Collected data
//! # ACPI Operation Region Handlers
//!
//! This crate turns AML `OperationRegion`s into real hardware accesses. It
//! provides the default handlers for the three system address spaces and
//! the glue to register them with the interpreter.
//!
//! ## Overview
//!
//! Firmware describes hardware resources declaratively: an `OperationRegion`
//! names an address space, a base and a length, and `Field`s carve it into
//! registers. The interpreter turns each field access into a byte-width read
//! or write against the region and hands it to the handler registered for
//! the region's address space:
//!
//! ```text
//!   AML field access
//!         │
//!         ▼
//!   interpreter ──► handler registry (closest scope wins)
//!                         │
//!        ┌────────────────┼─────────────────┐
//!        ▼                ▼                 ▼
//!  SystemMemoryHandler  SystemIoHandler  PciConfigHandler
//!   map + volatile       port window      root bridge + _ADR
//!   load/store           in/out           config space
//! ```
//!
//! ## Region Lifecycle
//!
//! Every handler implements [`RegionHandler`]:
//! * **Attach** on the first access: acquire the mapping or resolve the PCI
//!   address, yielding an owned context
//! * **Read / Write** with that context for every access
//! * **Detach** when the region goes away: consume the context and release
//!   what attach acquired
//!
//! The interpreter owns the context for the lifetime of the region and must
//! detach explicitly; contexts do not release resources on drop.
//!
//! ## Core Components
//!
//! ### Width-Generic Accessor ([`access`])
//! Single loads and stores of 1, 2, 4 or 8 bytes, volatile when aligned and
//! one full-width `mov` when not. Any other width is rejected before memory
//! is touched, and so is any `SystemMemory` access outside its region.
//!
//! ### Default Handlers
//! * [`SystemMemoryHandler`]: maps the physical range once on attach
//! * [`SystemIoHandler`]: obtains a port-range handle from the host
//! * [`PciConfigHandler`]: discovers the owning host bridge and the device's
//!   segment/bus/device/function on attach ([`pci_root`])
//!
//! ### Installation ([`install_default_handlers`])
//! Registers the three handlers at the namespace root so they serve every
//! region without a more specific handler.
//!
//! ### Reference Platform (`platform`, feature `x86-platform`)
//! A ready-made host platform for x86-64 kernels with a higher-half direct map.
//!
//! ## Error Handling
//!
//! Attach fails only on allocation failure, on mapping failure, or when a
//! PCI region has no enclosing device. Missing `_ADR`, `_SEG`, `_BBN` or a
//! missing host bridge fall back to zero or to the region's parent and are
//! only traced. Failures of host primitives are returned unchanged.
//!
//! ## Diagnostics
//!
//! Everything is reported through the `log` facade: `trace!` for resolved
//! topology and mappings, `warn!` for failures naming the region.

#![cfg_attr(not(any(test, doctest)), no_std)]
#![allow(unsafe_code)]

extern crate alloc;

pub mod access;
mod context;
mod dispatch;
mod install;
mod io;
mod memory;
mod pci;
pub mod pci_root;
#[cfg(all(feature = "x86-platform", target_arch = "x86_64"))]
pub mod platform;
mod region;

pub use dispatch::{
    RegionHandler, RegionOp, RegionOpKind, RegionOutcome, RegionPayload, RejectedOp,
};
pub use install::{HandlerRegistry, Installation, install_default_handlers};
pub use io::{IoRegionContext, SystemIoHandler};
pub use memory::{MemoryRegionContext, SystemMemoryHandler};
pub use pci::{PciConfigHandler, PciRegionContext, resolve_pci_address};
//! `PCI_Config` operation regions.
//!
//! Attaching resolves the PCI address of the device owning the region:
//!
//! 1. find the host bridge above the region ([`find_pci_root`]),
//! 2. find the closest enclosing `Device` ([`find_device`]),
//! 3. take device and function from the device's `_ADR`,
//! 4. take segment and bus from the bridge's `_SEG` and `_BBN`.
//!
//! Only a missing `Device` is fatal. Firmware frequently omits `_ADR`,
//! `_SEG` or `_BBN`; each missing value is left at zero.

use crate::context::try_box_uninit;
use crate::dispatch::RegionHandler;
use crate::pci_root::{find_device, find_pci_root};
use crate::region::trace_region_error;
use alloc::boxed::Box;
use kernel_acpi::{
    AccessWidth, DeviceAddress, Lookup, NameSeg, Namespace, PciAddress, Platform, RegionError,
};
use log::{debug, trace};

/// Per-region state of a `PCI_Config` region.
#[derive(Debug, Copy, Clone, PartialEq, Eq)]
pub struct PciRegionContext {
    address: PciAddress,
}

impl PciRegionContext {
    #[inline]
    #[must_use]
    pub const fn address(&self) -> PciAddress {
        self.address
    }
}

/// Default handler for [`AddressSpace::PciConfig`](kernel_acpi::AddressSpace::PciConfig).
///
/// `address` in reads and writes is the config-space offset supplied by the
/// interpreter and is forwarded to the host unchanged.
#[derive(Debug, Clone)]
pub struct PciConfigHandler<P> {
    platform: P,
}

impl<P> PciConfigHandler<P> {
    #[must_use]
    pub const fn new(platform: P) -> Self {
        Self { platform }
    }
}

/// Evaluate an optional integer, treating absence and failure as zero.
fn integer_or_zero<N: Namespace>(namespace: &N, node: N::Node, name: NameSeg) -> u64 {
    match namespace.evaluate_integer(node, name) {
        Lookup::Found(value) => value,
        Lookup::NotPresent => 0,
        Lookup::Failed(error) => {
            debug!("{}.{name} failed, assuming 0: {error}", namespace.name(node));
            0
        }
    }
}

/// Build the PCI address of `device` below the host bridge `bridge`.
#[allow(clippy::cast_possible_truncation)]
pub fn resolve_pci_address<N: Namespace>(
    namespace: &N,
    device: N::Node,
    bridge: N::Node,
) -> PciAddress {
    let adr = DeviceAddress::from_bits(integer_or_zero(namespace, device, NameSeg::ADR));

    // Segment groups are 16 bits and bus numbers 8 bits wide; higher bits
    // of the evaluated integers are dropped.
    PciAddress {
        segment: integer_or_zero(namespace, bridge, NameSeg::SEG) as u16,
        bus: integer_or_zero(namespace, bridge, NameSeg::BBN) as u8,
        device: adr.device(),
        function: adr.function(),
    }
}

impl<P: Platform> RegionHandler for PciConfigHandler<P> {
    type Context = Box<PciRegionContext>;

    fn attach<N: Namespace>(
        &self,
        namespace: &N,
        region: N::Node,
    ) -> Result<Self::Context, RegionError> {
        let slot = try_box_uninit::<PciRegionContext>()?;

        let pci_root = find_pci_root(namespace, region);

        let Some(device) = find_device(namespace, region) else {
            let error = RegionError::NotFound;
            trace_region_error(namespace, region, "unable to find device responsible for", error);
            return Err(error);
        };

        let address = resolve_pci_address(namespace, device, pci_root.node());
        trace!(
            "detected PCI device {}@{address} for region {}",
            namespace.name(device),
            namespace.name(region)
        );

        Ok(Box::write(slot, PciRegionContext { address }))
    }

    fn detach(&self, context: Self::Context) {
        drop(context);
    }

    fn read(&self, context: &Self::Context, address: u64, width: u8) -> Result<u64, RegionError> {
        let width = AccessWidth::try_from(width)?;
        self.platform.pci_read(context.address, address, width)
    }

    fn write(
        &self,
        context: &Self::Context,
        address: u64,
        width: u8,
        value: u64,
    ) -> Result<(), RegionError> {
        let width = AccessWidth::try_from(width)?;
        self.platform.pci_write(context.address, address, width, value)
    }
}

**Task prompt**. Copy the entries exactly, leaving no line out.

**Reply**.
//! # ACPI Operation Region Handlers
//!
//! This crate turns AML `OperationRegion`s into real hardware accesses. It
//! provides the default handlers for the three system address spaces and
//! the glue to register them with the interpreter.
//!
//! ## Overview
//!
//! Firmware describes hardware resources declaratively: an `OperationRegion`
//! names an address space, a base and a length, and `Field`s carve it into
//! registers. The interpreter turns each field access into a byte-width read
//! or write against the region and hands it to the handler registered for
//! the region's address space:
//!
//! ```text
//!   AML field access
//!         │
//!         ▼
//!   interpreter ──► handler registry (closest scope wins)
//!                         │
//!        ┌────────────────┼─────────────────┐
//!        ▼                ▼                 ▼
//!  SystemMemoryHandler  SystemIoHandler  PciConfigHandler
//!   map + volatile       port window      root bridge + _ADR
//!   load/store           in/out           config space
//! ```
//!
//! ## Region Lifecycle
//!
//! Every handler implements [`RegionHandler`]:
//! * **Attach** on the first access: acquire the mapping or resolve the PCI
//!   address, yielding an owned context
//! * **Read / Write** with that context for every access
//! * **Detach** when the region goes away: consume the context and release
//!   what attach acquired
//!
//! The interpreter owns the context for the lifetime of the region and must
//! detach explicitly; contexts do not release resources on drop.
//!
//! ## Core Components
//!
//! ### Width-Generic Accessor ([`access`])
//! Single loads and stores of 1, 2, 4 or 8 bytes, volatile when aligned and
//! one full-width `mov` when not. Any other width is rejected before memory
//! is touched, and so is any `SystemMemory` access outside its region.
//!
//! ### Default Handlers
//! * [`SystemMemoryHandler`]: maps the physical range once on attach
//! * [`SystemIoHandler`]: obtains a port-range handle from the host
//! * [`PciConfigHandler`]: discovers the owning host bridge and the device's
//!   segment/bus/device/function on attach ([`pci_root`])
//!
//! ### Installation ([`install_default_handlers`])
//! Registers the three handlers at the namespace root so they serve every
//! region without a more specific handler.
//!
//! ### Reference Platform (`platform`, feature `x86-platform`)
//! A ready-made host platform for x86-64 kernels with a higher-half direct map.
//!
//! ## Error Handling
//!
//! Attach fails only on allocation failure, on mapping failure, or when a
//! PCI region has no enclosing device. Missing `_ADR`, `_SEG`, `_BBN` or a
//! missing host bridge fall back to zero or to the region's parent and are
//! only traced. Failures of host primitives are returned unchanged.
//!
//! ## Diagnostics
//!
//! Everything is reported through the `log` facade: `trace!` for resolved
//! topology and mappings, `warn!` for failures naming the region.

#![cfg_attr(not(any(test, doctest)), no_std)]
#![allow(unsafe_code)]

extern crate alloc;

pub mod access;
mod context;
mod dispatch;
mod install;
mod io;
mod memory;
mod pci;
pub mod pci_root;
#[cfg(all(feature = "x86-platform", target_arch = "x86_64"))]
pub mod platform;
mod region;

pub use dispatch::{
    RegionHandler, RegionOp, RegionOpKind, RegionOutcome, RegionPayload, RejectedOp,
};
pub use install::{HandlerRegistry, Installation, install_default_handlers};
pub use io::{IoRegionContext, SystemIoHandler};
pub use memory::{MemoryRegionContext, SystemMemoryHandler};
pub use pci::{PciConfigHandler, PciRegionContext, resolve_pci_address};
//! `PCI_Config` operation regions.
//!
//! Attaching resolves the PCI address of the device owning the region:
//!
//! 1. find the host bridge above the region ([`find_pci_root`]),
//! 2. find the closest enclosing `Device` ([`find_device`]),
//! 3. take device and function from the device's `_ADR`,
//! 4. take segment and bus from the bridge's `_SEG` and `_BBN`.
//!
//! Only a missing `Device` is fatal. Firmware frequently omits `_ADR`,
//! `_SEG` or `_BBN`; each missing value is left at zero.

use crate::context::try_box_uninit;
use crate::dispatch::RegionHandler;
use crate::pci_root::{find_device, find_pci_root};
use crate::region::trace_region_error;
use alloc::boxed::Box;
use kernel_acpi::{
    AccessWidth, DeviceAddress, Lookup, NameSeg, Namespace, PciAddress, Platform, RegionError,
};
use log::{debug, trace};

/// Per-region state of a `PCI_Config` region.
#[derive(Debug, Copy, Clone, PartialEq, Eq)]
pub struct PciRegionContext {
    address: PciAddress,
}

impl PciRegionContext {
    #[inline]
    #[must_use]
    pub const fn address(&self) -> PciAddress {
        self.address
    }
}

/// Default handler for [`AddressSpace::PciConfig`](kernel_acpi::AddressSpace::PciConfig).
///
/// `address` in reads and writes is the config-space offset supplied by the
/// interpreter and is forwarded to the host unchanged.
#[derive(Debug, Clone)]
pub struct PciConfigHandler<P> {
    platform: P,
}

impl<P> PciConfigHandler<P> {
    #[must_use]
    pub const fn new(platform: P) -> Self {
        Self { platform }
    }
}

/// Evaluate an optional integer, treating absence and failure as zero.
fn integer_or_zero<N: Namespace>(namespace: &N, node: N::Node, name: NameSeg) -> u64 {
    match namespace.evaluate_integer(node, name) {
        Lookup::Found(value) => value,
        Lookup::NotPresent => 0,
        Lookup::Failed(error) => {
            debug!("{}.{name} failed, assuming 0: {error}", namespace.name(node));
            0
        }
    }
}

/// Build the PCI address of `device` below the host bridge `bridge`.
#[allow(clippy::cast_possible_truncation)]
pub fn resolve_pci_address<N: Namespace>(
    namespace: &N,
    device: N::Node,
    bridge: N::Node,
) -> PciAddress {
    let adr = DeviceAddress::from_bits(integer_or_zero(namespace, device, NameSeg::ADR));

    // Segment groups are 16 bits and bus numbers 8 bits wide; higher bits
    // of the evaluated integers are dropped.
    PciAddress {
        segment: integer_or_zero(namespace, bridge, NameSeg::SEG) as u16,
        bus: integer_or_zero(namespace, bridge, NameSeg::BBN) as u8,
        device: adr.device(),
        function: adr.function(),
    }
}

impl<P: Platform> RegionHandler for PciConfigHandler<P> {
    type Context = Box<PciRegionContext>;

    fn attach<N: Namespace>(
        &self,
        namespace: &N,
        region: N::Node,
    ) -> Result<Self::Context, RegionError> {
        let slot = try_box_uninit::<PciRegionContext>()?;

        let pci_root = find_pci_root(namespace, region);

        let Some(device) = find_device(namespace, region) else {
            let error = RegionError::NotFound;
            trace_region_error(namespace, region, "unable to find device responsible for", error);
            return Err(error);
        };

        let address = resolve_pci_address(namespace, device, pci_root.node());
        trace!(
            "detected PCI device {}@{address} for region {}",
            namespace.name(device),
            namespace.name(region)
        );

        Ok(Box::write(slot, PciRegionContext { address }))
    }

    fn detach(&self, context: Self::Context) {
        drop(context);
    }

    fn read(&self, context: &Self::Context, address: u64, width: u8) -> Result<u64, RegionError> {
        let width = AccessWidth::try_from(width)?;
        self.platform.pci_read(context.address, address, width)
    }

    fn write(
        &self,
        context: &Self::Context,
        address: u64,
        width: u8,
        value: u64,
    ) -> Result<(), RegionError> {
        let width = AccessWidth::try_from(width)?;
        self.platform.pci_write(context.address, address, width, value)
    }
}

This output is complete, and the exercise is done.